═════ Supplied information ═════
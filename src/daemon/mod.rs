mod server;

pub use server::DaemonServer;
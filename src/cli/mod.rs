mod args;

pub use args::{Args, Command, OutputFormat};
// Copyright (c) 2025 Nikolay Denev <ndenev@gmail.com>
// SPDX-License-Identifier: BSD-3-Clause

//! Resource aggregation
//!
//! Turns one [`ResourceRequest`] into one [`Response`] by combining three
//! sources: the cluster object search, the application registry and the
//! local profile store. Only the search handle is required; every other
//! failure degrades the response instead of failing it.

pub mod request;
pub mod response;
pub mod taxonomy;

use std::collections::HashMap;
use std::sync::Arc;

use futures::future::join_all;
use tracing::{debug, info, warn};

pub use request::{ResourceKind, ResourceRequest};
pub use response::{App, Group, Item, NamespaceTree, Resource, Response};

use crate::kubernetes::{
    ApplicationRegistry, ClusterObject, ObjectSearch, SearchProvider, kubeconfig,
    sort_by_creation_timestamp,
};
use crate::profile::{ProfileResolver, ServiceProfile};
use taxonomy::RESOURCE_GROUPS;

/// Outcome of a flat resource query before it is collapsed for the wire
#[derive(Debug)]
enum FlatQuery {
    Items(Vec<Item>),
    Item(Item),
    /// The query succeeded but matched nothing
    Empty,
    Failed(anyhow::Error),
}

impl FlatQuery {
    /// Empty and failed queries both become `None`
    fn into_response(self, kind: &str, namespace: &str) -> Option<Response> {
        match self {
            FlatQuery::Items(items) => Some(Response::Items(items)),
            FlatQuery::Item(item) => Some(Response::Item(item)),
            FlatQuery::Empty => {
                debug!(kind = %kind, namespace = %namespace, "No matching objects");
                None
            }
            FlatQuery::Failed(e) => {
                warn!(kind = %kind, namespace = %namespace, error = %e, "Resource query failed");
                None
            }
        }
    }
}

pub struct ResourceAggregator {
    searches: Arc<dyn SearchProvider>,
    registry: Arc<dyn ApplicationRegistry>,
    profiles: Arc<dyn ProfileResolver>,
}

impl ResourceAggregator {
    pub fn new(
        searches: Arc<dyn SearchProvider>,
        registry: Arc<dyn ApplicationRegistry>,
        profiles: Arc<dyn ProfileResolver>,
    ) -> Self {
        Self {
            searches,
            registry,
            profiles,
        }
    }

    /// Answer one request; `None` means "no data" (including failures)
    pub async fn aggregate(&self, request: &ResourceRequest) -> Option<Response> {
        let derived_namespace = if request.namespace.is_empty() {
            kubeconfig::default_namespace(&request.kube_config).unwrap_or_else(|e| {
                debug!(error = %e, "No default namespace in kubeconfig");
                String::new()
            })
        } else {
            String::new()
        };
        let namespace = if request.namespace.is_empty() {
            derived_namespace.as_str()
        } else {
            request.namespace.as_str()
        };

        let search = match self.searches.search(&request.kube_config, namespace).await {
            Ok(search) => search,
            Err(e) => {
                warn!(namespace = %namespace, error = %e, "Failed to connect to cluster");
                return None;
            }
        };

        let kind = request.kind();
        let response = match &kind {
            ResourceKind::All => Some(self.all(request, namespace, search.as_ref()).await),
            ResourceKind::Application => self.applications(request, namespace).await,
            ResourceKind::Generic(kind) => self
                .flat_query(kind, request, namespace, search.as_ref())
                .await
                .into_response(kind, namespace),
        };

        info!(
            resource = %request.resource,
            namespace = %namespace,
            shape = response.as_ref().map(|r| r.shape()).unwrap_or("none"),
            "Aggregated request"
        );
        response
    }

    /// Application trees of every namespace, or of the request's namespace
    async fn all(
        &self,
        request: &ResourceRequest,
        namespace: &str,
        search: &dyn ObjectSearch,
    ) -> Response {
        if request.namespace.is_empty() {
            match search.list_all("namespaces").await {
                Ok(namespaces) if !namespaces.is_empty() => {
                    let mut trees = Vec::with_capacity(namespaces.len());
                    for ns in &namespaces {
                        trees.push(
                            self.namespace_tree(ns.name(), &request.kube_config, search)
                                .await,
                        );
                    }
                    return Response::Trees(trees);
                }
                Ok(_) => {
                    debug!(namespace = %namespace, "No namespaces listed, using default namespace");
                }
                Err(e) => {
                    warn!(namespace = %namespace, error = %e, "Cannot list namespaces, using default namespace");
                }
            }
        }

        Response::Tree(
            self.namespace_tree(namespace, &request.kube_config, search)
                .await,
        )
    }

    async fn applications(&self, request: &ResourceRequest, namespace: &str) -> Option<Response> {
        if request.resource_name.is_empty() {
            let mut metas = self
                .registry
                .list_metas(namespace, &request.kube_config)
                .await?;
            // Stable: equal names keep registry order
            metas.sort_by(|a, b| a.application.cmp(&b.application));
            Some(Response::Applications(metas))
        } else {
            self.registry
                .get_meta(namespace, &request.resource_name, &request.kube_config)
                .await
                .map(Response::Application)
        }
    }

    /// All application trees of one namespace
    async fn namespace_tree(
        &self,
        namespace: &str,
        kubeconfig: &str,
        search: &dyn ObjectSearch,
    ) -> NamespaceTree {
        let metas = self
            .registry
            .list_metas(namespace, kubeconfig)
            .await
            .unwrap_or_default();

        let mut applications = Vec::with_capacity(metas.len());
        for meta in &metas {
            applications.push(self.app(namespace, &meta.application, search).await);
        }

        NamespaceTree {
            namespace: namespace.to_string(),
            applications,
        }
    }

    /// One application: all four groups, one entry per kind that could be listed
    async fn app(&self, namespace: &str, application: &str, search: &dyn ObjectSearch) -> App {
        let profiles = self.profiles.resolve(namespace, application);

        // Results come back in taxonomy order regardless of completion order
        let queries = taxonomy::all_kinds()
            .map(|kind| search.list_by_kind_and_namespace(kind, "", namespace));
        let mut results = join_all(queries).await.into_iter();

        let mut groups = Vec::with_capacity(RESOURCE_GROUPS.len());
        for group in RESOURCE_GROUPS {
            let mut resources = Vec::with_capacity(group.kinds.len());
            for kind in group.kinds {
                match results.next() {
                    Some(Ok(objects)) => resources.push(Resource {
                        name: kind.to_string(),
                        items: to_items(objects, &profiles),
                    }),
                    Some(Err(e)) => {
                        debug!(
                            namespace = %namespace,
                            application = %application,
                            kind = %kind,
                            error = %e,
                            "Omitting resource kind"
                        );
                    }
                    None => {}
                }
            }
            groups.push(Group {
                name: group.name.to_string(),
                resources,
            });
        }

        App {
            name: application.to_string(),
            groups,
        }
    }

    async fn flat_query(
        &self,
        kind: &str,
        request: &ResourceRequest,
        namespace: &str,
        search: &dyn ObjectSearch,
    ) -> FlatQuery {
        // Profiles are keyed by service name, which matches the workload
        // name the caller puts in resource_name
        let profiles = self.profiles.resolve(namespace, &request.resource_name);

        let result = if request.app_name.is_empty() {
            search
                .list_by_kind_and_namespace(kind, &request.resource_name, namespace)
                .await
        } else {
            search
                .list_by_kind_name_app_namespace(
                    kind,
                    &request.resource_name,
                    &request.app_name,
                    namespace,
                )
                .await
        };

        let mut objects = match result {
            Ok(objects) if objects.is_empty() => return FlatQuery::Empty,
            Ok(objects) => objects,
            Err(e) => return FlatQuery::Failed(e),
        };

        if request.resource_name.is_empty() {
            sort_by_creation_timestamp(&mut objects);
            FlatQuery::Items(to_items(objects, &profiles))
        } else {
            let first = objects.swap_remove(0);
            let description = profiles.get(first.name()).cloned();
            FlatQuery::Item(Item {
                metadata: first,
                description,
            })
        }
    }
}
═════
═════ Supplied information ═════
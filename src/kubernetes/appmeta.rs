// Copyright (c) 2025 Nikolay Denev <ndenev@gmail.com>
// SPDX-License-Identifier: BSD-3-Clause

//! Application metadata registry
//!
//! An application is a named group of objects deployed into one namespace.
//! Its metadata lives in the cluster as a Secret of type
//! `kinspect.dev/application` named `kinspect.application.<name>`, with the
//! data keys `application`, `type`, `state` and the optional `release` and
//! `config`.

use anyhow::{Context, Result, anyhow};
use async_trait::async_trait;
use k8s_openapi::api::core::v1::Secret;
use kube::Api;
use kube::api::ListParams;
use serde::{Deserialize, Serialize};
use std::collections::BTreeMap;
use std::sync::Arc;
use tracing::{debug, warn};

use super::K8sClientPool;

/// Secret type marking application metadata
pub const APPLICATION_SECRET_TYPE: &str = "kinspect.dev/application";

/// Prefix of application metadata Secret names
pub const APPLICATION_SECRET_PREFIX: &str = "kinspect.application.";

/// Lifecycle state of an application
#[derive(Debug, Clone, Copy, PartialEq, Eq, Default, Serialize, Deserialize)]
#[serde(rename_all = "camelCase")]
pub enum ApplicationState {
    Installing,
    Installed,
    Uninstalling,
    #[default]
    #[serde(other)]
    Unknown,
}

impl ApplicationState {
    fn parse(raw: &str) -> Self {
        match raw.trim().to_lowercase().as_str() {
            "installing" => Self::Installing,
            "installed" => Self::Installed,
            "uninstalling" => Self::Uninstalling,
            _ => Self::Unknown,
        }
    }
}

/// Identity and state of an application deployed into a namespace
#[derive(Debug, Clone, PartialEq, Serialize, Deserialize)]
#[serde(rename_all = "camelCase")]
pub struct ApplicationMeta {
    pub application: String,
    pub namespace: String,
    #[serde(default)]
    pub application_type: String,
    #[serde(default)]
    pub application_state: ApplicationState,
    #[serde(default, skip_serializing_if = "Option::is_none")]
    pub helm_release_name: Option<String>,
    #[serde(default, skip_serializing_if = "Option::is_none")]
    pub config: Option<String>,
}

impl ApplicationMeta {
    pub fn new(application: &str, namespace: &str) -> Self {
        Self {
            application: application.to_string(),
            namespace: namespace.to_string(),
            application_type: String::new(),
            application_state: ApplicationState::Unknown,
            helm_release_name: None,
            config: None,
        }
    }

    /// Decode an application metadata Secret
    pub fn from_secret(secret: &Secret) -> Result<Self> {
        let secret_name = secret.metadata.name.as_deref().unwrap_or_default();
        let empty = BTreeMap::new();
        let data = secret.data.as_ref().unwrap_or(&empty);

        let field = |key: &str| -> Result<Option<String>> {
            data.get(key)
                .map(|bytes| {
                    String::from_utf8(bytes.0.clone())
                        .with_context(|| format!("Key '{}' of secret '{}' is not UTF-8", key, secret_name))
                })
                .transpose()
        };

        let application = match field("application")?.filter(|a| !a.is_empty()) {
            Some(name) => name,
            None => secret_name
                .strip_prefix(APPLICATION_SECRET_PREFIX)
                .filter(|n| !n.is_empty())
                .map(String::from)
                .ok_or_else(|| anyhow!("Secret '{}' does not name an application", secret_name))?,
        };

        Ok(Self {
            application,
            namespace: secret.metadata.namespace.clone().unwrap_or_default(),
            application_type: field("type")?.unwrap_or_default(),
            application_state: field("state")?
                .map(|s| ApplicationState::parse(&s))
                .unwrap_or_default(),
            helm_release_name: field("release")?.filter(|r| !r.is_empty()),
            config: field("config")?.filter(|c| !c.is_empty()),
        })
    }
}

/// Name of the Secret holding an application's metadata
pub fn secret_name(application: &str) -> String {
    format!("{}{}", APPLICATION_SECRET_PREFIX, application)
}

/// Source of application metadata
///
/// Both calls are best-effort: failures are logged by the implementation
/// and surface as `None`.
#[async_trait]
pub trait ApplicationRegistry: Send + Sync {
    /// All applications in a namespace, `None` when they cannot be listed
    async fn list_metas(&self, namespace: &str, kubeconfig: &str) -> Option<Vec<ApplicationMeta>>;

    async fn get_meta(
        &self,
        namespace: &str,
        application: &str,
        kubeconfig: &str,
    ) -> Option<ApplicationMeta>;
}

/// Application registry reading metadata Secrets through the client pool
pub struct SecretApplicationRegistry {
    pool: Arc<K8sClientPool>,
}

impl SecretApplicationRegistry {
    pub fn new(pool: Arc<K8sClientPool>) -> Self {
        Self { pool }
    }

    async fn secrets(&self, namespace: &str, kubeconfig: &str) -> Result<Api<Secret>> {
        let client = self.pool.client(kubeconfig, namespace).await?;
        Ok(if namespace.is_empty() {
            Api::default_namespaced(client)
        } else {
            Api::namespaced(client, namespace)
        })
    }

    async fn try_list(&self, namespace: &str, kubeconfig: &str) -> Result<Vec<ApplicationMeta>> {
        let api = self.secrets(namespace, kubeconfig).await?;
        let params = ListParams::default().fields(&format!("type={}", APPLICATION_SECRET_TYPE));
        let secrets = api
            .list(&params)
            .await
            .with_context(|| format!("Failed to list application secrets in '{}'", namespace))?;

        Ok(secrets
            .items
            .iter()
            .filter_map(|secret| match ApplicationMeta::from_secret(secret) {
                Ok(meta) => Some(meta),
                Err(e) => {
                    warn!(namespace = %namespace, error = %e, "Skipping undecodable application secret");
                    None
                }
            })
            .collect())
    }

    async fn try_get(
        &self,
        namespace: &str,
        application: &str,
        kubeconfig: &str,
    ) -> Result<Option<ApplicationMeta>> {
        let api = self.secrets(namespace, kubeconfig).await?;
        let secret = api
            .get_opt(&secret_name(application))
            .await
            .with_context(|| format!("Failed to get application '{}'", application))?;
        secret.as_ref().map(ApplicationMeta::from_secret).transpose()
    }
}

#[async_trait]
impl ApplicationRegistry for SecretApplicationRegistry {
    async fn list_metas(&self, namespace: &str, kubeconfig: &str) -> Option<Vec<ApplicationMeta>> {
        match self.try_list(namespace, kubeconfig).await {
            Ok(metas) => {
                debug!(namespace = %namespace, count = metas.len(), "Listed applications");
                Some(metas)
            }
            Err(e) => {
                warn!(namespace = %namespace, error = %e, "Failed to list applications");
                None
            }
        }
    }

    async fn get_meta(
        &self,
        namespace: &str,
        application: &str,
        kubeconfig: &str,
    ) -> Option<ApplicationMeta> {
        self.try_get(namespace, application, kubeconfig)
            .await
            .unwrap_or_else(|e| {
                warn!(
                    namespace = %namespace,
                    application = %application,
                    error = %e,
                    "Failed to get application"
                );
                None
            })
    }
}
═════
» What to work on:
Where does the string "namespaces" occur in the material? Copy every line where it does.

» Result of this exercise:
            match search.list_all("namespaces").await {
                Ok(namespaces) if !namespaces.is_empty() => {
                    let mut trees = Vec::with_capacity(namespaces.len());
                    for ns in &namespaces {
                    debug!(namespace = %namespace, "No namespaces listed, using default namespace");
                    warn!(namespace = %namespace, error = %e, "Cannot list namespaces, using default namespace");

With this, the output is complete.